Covarine is a commonly used ingredient in tooth whitening toothpastes. Different technologies have been employed to incorporate covarine into toothpaste formulations, resulting in various forms of the product. These technologies include the use of bigger flakes, two-phase pastes, and microbeads. The present investigation aimed to evaluate the behavior of covarine particles in Colgate Advanced White toothpaste, where covarine is present in the form of microbeads with a size of 200 microns after mixing with artificial saliva (AS) in both microfluidic mixer and Comsol simulations.

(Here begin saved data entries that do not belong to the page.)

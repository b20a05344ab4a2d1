//! `TxPool`: spec §4.5's accepted-tx pool plus its orphan side-pool.
//!
//! Grounded on `protocol/txpool.go`'s `TxPool`/`processTransaction`/
//! `processOrphans`. The Go original keys its orphan reverse index
//! (`orphansByPrev`) by a `map[Hash]*orphanTx`; this keeps the same shape but
//! as `HashMap<Hash, HashSet<Hash>>` plus a lookup into `orphans`, since the
//! orphan struct itself doesn't need to be duplicated per parent.

use crate::error::{CoreError, CoreResult};
use crate::event::{Dispatcher, TxMsgEvent};
use crate::hash::Hash;
use crate::state::UtxoViewpoint;
use crate::store::Store;
use crate::tx::Tx;
use parking_lot::RwLock;
use std::collections::{HashMap, HashSet, VecDeque};
use std::fmt;
use std::sync::Arc;
use std::time::{SystemTime, UNIX_EPOCH};

pub const MAX_NEW_TX_NUM: usize = 10_000;
pub const MAX_ORPHAN_NUM: usize = 2_000;
pub const ORPHAN_TTL_SECS: u64 = 10 * 60;
pub const MAX_CACHED_ERR_TXS: usize = 1_000;

/// Outputs below this value are considered dust and are dropped silently
/// rather than admitted to the pool (spec §4.5 step 1). The original left
/// `IsDust` unimplemented (`// TODO: dust tx rules`, always `false`); this is
/// the supplemented rule, see DESIGN.md.
pub const DUST_THRESHOLD: u64 = 1;

fn now_secs() -> u64 {
    SystemTime::now()
        .duration_since(UNIX_EPOCH)
        .expect("system clock before unix epoch")
        .as_secs()
}

/// A pooled transaction plus the bookkeeping mining strategy needs.
#[derive(Debug, Clone, PartialEq, Eq)]
pub struct TxDesc {
    pub tx: Tx,
    pub added_at: u64,
    pub height_seen: u64,
    pub weight: u64,
}

impl TxDesc {
    fn new(tx: Tx, height_seen: u64) -> TxDesc {
        let weight = tx.serialized_size();
        TxDesc {
            tx,
            added_at: now_secs(),
            height_seen,
            weight,
        }
    }
}

#[derive(Debug, Clone, PartialEq, Eq)]
pub struct OrphanTx {
    pub tx_desc: TxDesc,
    pub expiration: u64,
}

/// Result of `process_transaction`: whether the tx landed in the pool,
/// parked as an orphan, or was silently dropped as dust.
#[derive(Debug, Clone, Copy, PartialEq, Eq)]
pub enum Outcome {
    Accepted,
    Orphan,
    Dust,
}

#[derive(Debug, Clone, PartialEq, Eq)]
pub enum MempoolError {
    PoolFull,
    Core(CoreError),
}

impl fmt::Display for MempoolError {
    fn fmt(&self, f: &mut fmt::Formatter<'_>) -> fmt::Result {
        match self {
            MempoolError::PoolFull => write!(f, "transaction pool reach the max number"),
            MempoolError::Core(e) => write!(f, "{e}"),
        }
    }
}

impl std::error::Error for MempoolError {}

impl From<CoreError> for MempoolError {
    fn from(e: CoreError) -> Self {
        MempoolError::Core(e)
    }
}

/// Small FIFO-bounded cache of recently failed txids, so a repeat of a tx
/// already known-bad short-circuits without re-validating (spec §7).
struct ErrCache {
    errs: HashMap<Hash, MempoolError>,
    order: VecDeque<Hash>,
    cap: usize,
}

impl ErrCache {
    fn new(cap: usize) -> ErrCache {
        ErrCache {
            errs: HashMap::new(),
            order: VecDeque::new(),
            cap,
        }
    }

    fn insert(&mut self, txid: Hash, err: MempoolError) {
        if !self.errs.contains_key(&txid) {
            self.order.push_back(txid);
            while self.order.len() > self.cap {
                if let Some(evict) = self.order.pop_front() {
                    self.errs.remove(&evict);
                }
            }
        }
        self.errs.insert(txid, err);
    }

    fn contains(&self, txid: &Hash) -> bool {
        self.errs.contains_key(txid)
    }
}

struct Inner {
    pool: HashMap<Hash, TxDesc>,
    /// Outpoint hash -> txid of the pooled transaction that produces it.
    utxo: HashMap<Hash, Hash>,
    orphans: HashMap<Hash, OrphanTx>,
    orphans_by_prev: HashMap<Hash, HashSet<Hash>>,
    err_cache: ErrCache,
    last_updated: u64,
}

/// The unconfirmed transaction pool. Concurrency-safe per spec §5: readers
/// (`get_transaction`, `have_transaction`, `get_transactions`) run
/// concurrently; mutators serialize against each other and against readers.
pub struct TxPool {
    inner: RwLock<Inner>,
    dispatcher: Arc<Dispatcher>,
}

impl TxPool {
    pub fn new(dispatcher: Arc<Dispatcher>) -> TxPool {
        TxPool {
            inner: RwLock::new(Inner {
                pool: HashMap::new(),
                utxo: HashMap::new(),
                orphans: HashMap::new(),
                orphans_by_prev: HashMap::new(),
                err_cache: ErrCache::new(MAX_CACHED_ERR_TXS),
                last_updated: now_secs(),
            }),
            dispatcher,
        }
    }

    pub fn is_dust(tx: &Tx) -> bool {
        tx.outputs.iter().any(|o| o.value < DUST_THRESHOLD)
    }

    pub fn last_updated(&self) -> u64 {
        self.inner.read().last_updated
    }

    pub fn have_transaction(&self, txid: &Hash) -> bool {
        let inner = self.inner.read();
        inner.pool.contains_key(txid) || inner.err_cache.contains(txid)
    }

    pub fn is_transaction_in_pool(&self, txid: &Hash) -> bool {
        self.inner.read().pool.contains_key(txid)
    }

    pub fn get_transaction(&self, txid: &Hash) -> CoreResult<TxDesc> {
        self.inner
            .read()
            .pool
            .get(txid)
            .cloned()
            .ok_or(CoreError::TransactionNotExist)
    }

    pub fn get_transactions(&self) -> Vec<TxDesc> {
        self.inner.read().pool.values().cloned().collect()
    }

    pub fn orphan_count(&self) -> usize {
        self.inner.read().orphans.len()
    }

    pub fn add_err_cache(&self, txid: Hash, err: MempoolError) {
        self.inner.write().err_cache.insert(txid, err);
    }

    /// Main entry point: spec §4.5's `process_transaction`.
    pub fn process_transaction(
        &self,
        store: &dyn Store,
        tx: Tx,
        height: u64,
    ) -> CoreResult<Outcome> {
        if Self::is_dust(&tx) {
            log::debug!("[mempool] dropping dust tx {}", tx.hash());
            return Ok(Outcome::Dust);
        }

        let mut inner = self.inner.write();
        let missing_parents = Self::check_orphan_utxos(&inner, store, &tx)?;

        if !missing_parents.is_empty() {
            log::debug!(
                "[mempool] parking {} as orphan, missing {} parent(s)",
                tx.hash(),
                missing_parents.len()
            );
            Self::add_orphan(&mut inner, TxDesc::new(tx, height), missing_parents)?;
            return Ok(Outcome::Orphan);
        }

        let desc = TxDesc::new(tx, height);
        let txid = desc.tx.hash();
        Self::add_transaction(&mut inner, &self.dispatcher, desc)?;
        Self::process_orphans(&mut inner, &self.dispatcher, store, height, txid);
        Ok(Outcome::Accepted)
    }

    pub fn remove_transaction(&self, txid: &Hash) {
        let mut inner = self.inner.write();
        let Some(desc) = inner.pool.remove(txid) else {
            return;
        };
        for i in 0..desc.tx.outputs.len() {
            inner.utxo.remove(&desc.tx.out_hash(i));
        }
        inner.last_updated = now_secs();
        self.dispatcher.publish_tx(TxMsgEvent::RemoveTx(desc));
    }

    pub fn expire_orphan(&self, now: u64) {
        let mut inner = self.inner.write();
        let expired: Vec<Hash> = inner
            .orphans
            .iter()
            .filter(|(_, o)| o.expiration <= now)
            .map(|(hash, _)| *hash)
            .collect();
        for hash in expired {
            Self::remove_orphan(&mut inner, &hash);
        }
    }

    /// Outpoints an input needs that neither the pool's own overlay nor the
    /// store can supply, grouped by the producing transaction's txid
    /// (spec §4.5 step 2).
    fn check_orphan_utxos(inner: &Inner, store: &dyn Store, tx: &Tx) -> CoreResult<Vec<Hash>> {
        let mut view = UtxoViewpoint::new();
        store.get_transactions_utxo(&mut view, std::slice::from_ref(tx))?;

        let mut parents = Vec::new();
        let mut seen = HashSet::new();
        for input in &tx.inputs {
            let outpoint = input.value_source.hash();
            let satisfied = view.can_spend(&outpoint) || inner.utxo.contains_key(&outpoint);
            if !satisfied && seen.insert(input.value_source.txid) {
                parents.push(input.value_source.txid);
            }
        }
        Ok(parents)
    }

    fn add_transaction(inner: &mut Inner, dispatcher: &Dispatcher, desc: TxDesc) -> CoreResult<()> {
        if inner.pool.len() >= MAX_NEW_TX_NUM {
            return Err(CoreError::PoolFull);
        }
        let txid = desc.tx.hash();
        for i in 0..desc.tx.outputs.len() {
            inner.utxo.insert(desc.tx.out_hash(i), txid);
        }
        inner.pool.insert(txid, desc.clone());
        inner.last_updated = now_secs();
        log::debug!("[mempool] accepted {txid}, pool size {}", inner.pool.len());
        dispatcher.publish_tx(TxMsgEvent::NewTx(desc));
        Ok(())
    }

    fn add_orphan(inner: &mut Inner, desc: TxDesc, missing_parents: Vec<Hash>) -> CoreResult<()> {
        if inner.orphans.len() >= MAX_ORPHAN_NUM {
            return Err(CoreError::PoolFull);
        }
        let txid = desc.tx.hash();
        let orphan = OrphanTx {
            tx_desc: desc,
            expiration: now_secs() + ORPHAN_TTL_SECS,
        };
        inner.orphans.insert(txid, orphan);
        for parent in missing_parents {
            inner.orphans_by_prev.entry(parent).or_default().insert(txid);
        }
        Ok(())
    }

    fn remove_orphan(inner: &mut Inner, txid: &Hash) {
        let Some(orphan) = inner.orphans.remove(txid) else {
            return;
        };
        for input in &orphan.tx_desc.tx.inputs {
            let parent = input.value_source.txid;
            if let Some(set) = inner.orphans_by_prev.get_mut(&parent) {
                set.remove(txid);
                if set.is_empty() {
                    inner.orphans_by_prev.remove(&parent);
                }
            }
        }
    }

    /// BFS cascade over orphans keyed by `just_confirmed`'s txid, promoting
    /// any whose remaining parents are now all satisfiable (spec §4.5
    /// `process_orphans`).
    fn process_orphans(
        inner: &mut Inner,
        dispatcher: &Dispatcher,
        store: &dyn Store,
        height: u64,
        just_confirmed: Hash,
    ) {
        let mut queue: VecDeque<Hash> = VecDeque::new();
        if let Some(set) = inner.orphans_by_prev.get(&just_confirmed) {
            queue.extend(set.iter().copied());
        }

        while let Some(candidate) = queue.pop_front() {
            let Some(orphan) = inner.orphans.get(&candidate).cloned() else {
                continue;
            };
            let missing = match Self::check_orphan_utxos(inner, store, &orphan.tx_desc.tx) {
                Ok(m) => m,
                Err(_) => continue,
            };
            if missing.is_empty() {
                Self::remove_orphan(inner, &candidate);
                if let Some(set) = inner.orphans_by_prev.remove(&candidate) {
                    queue.extend(set);
                }
                let mut desc = orphan.tx_desc;
                desc.height_seen = height;
                let _ = Self::add_transaction(inner, dispatcher, desc);
            }
        }
    }
}

#[cfg(test)]
mod tests {
    use super::*;
    use crate::hash::Hash160;
    use crate::store::MemStore;
    use crate::tx::{TxIn, TxOut, ValueSource};

    fn output_tx(value: u64) -> Tx {
        Tx {
            version: 1,
            inputs: vec![],
            outputs: vec![TxOut {
                value,
                script_hash: Hash160([1u8; 20]),
            }],
            evidences: vec![],
            lock_time: 0,
        }
    }

    fn spend(parent_txid: Hash, value: u64) -> Tx {
        Tx {
            version: 1,
            inputs: vec![TxIn {
                value_source: ValueSource {
                    txid: parent_txid,
                    index: 0,
                },
                redeem_script: vec![1],
                unlock_script: vec![1],
                sequence: 0,
            }],
            outputs: vec![TxOut {
                value,
                script_hash: Hash160([2u8; 20]),
            }],
            evidences: vec![],
            lock_time: 0,
        }
    }

    fn pool() -> (TxPool, MemStore) {
        (TxPool::new(Arc::new(Dispatcher::new())), MemStore::new())
    }

    #[test]
    fn dust_is_dropped_silently() {
        let (pool, store) = pool();
        let tx = output_tx(0);
        let outcome = pool.process_transaction(&store, tx, 1).unwrap();
        assert_eq!(outcome, Outcome::Dust);
        assert_eq!(pool.get_transactions().len(), 0);
    }

    #[test]
    fn orphan_promotes_once_parent_arrives() {
        let (pool, store) = pool();
        let parent = output_tx(5000);
        let child = spend(parent.hash(), 4000);

        let outcome = pool.process_transaction(&store, child.clone(), 1).unwrap();
        assert_eq!(outcome, Outcome::Orphan);
        assert_eq!(pool.orphan_count(), 1);

        let outcome = pool.process_transaction(&store, parent.clone(), 1).unwrap();
        assert_eq!(outcome, Outcome::Accepted);

        assert_eq!(pool.orphan_count(), 0);
        assert_eq!(pool.get_transactions().len(), 2);
        assert!(pool.is_transaction_in_pool(&child.hash()));
    }

    #[test]
    fn process_transaction_is_idempotent() {
        let (pool, store) = pool();
        let tx = output_tx(5000);
        let first = pool.process_transaction(&store, tx.clone(), 1).unwrap();
        assert_eq!(first, Outcome::Accepted);
        // Re-adding over a full utxo overlay: the outputs are already
        // registered under this txid, so a second pass is a harmless no-op.
        let second = pool.process_transaction(&store, tx, 1).unwrap();
        assert_eq!(second, Outcome::Accepted);
        assert_eq!(pool.get_transactions().len(), 1);
    }

    #[test]
    fn expire_orphan_evicts_past_ttl() {
        let (pool, store) = pool();
        let parent = output_tx(5000);
        let child = spend(parent.hash(), 4000);
        pool.process_transaction(&store, child, 1).unwrap();
        assert_eq!(pool.orphan_count(), 1);

        pool.expire_orphan(now_secs() + ORPHAN_TTL_SECS + 1);
        assert_eq!(pool.orphan_count(), 0);
    }

    #[test]
    fn remove_transaction_clears_utxo_overlay_and_publishes() {
        let (pool, store) = pool();
        let tx = output_tx(5000);
        pool.process_transaction(&store, tx.clone(), 1).unwrap();
        pool.remove_transaction(&tx.hash());
        assert!(!pool.is_transaction_in_pool(&tx.hash()));
    }
}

The microfluidic mixer was designed with 400-micron wide channels arranged in a serpentine form with 30 serpentines. The mixer also featured a Y-shaped design with two inlets: one for the flow of AS and the other for the flow of toothpaste and its various dilutions with AS. The microfluidic mixer has been fabricated as a layered design, incorporating a middle layer created through the utilization of SLA 3D printing technology (LF-SLA) on a Formlabs Form3 3D printer. For this purpose, a flexible transparent resin with a shore hardness of 80A, specifically the Formlabs' Flexible 80A resin, was employed. To enclose the microfluidic chip, transparent PMMA layers were employed on the top and bottom sides, which were cut using a CO2 laser CNC machine, MBL 4040RS (Minoan Binding Laminating, Belgrade, Serbia). For simulation purposes using COMSOL, parameters were obtained from the datasheets of both the toothpaste and AS. All parameters that were not available in the datasheets, such as particle size, density, viscosity, etc., were measured in the laboratory to ensure accurate simulations. During the experiments conducted on a real microfluidic mixer, observations of covarine particles were made using an optical profilometer. By combining experimental data from microfluidic chips with computational simulations, researchers can gain a more comprehensive understanding of the behavior of covarine particles, elucidating their interactions with saliva and the formation of microfilms on the enamel surface.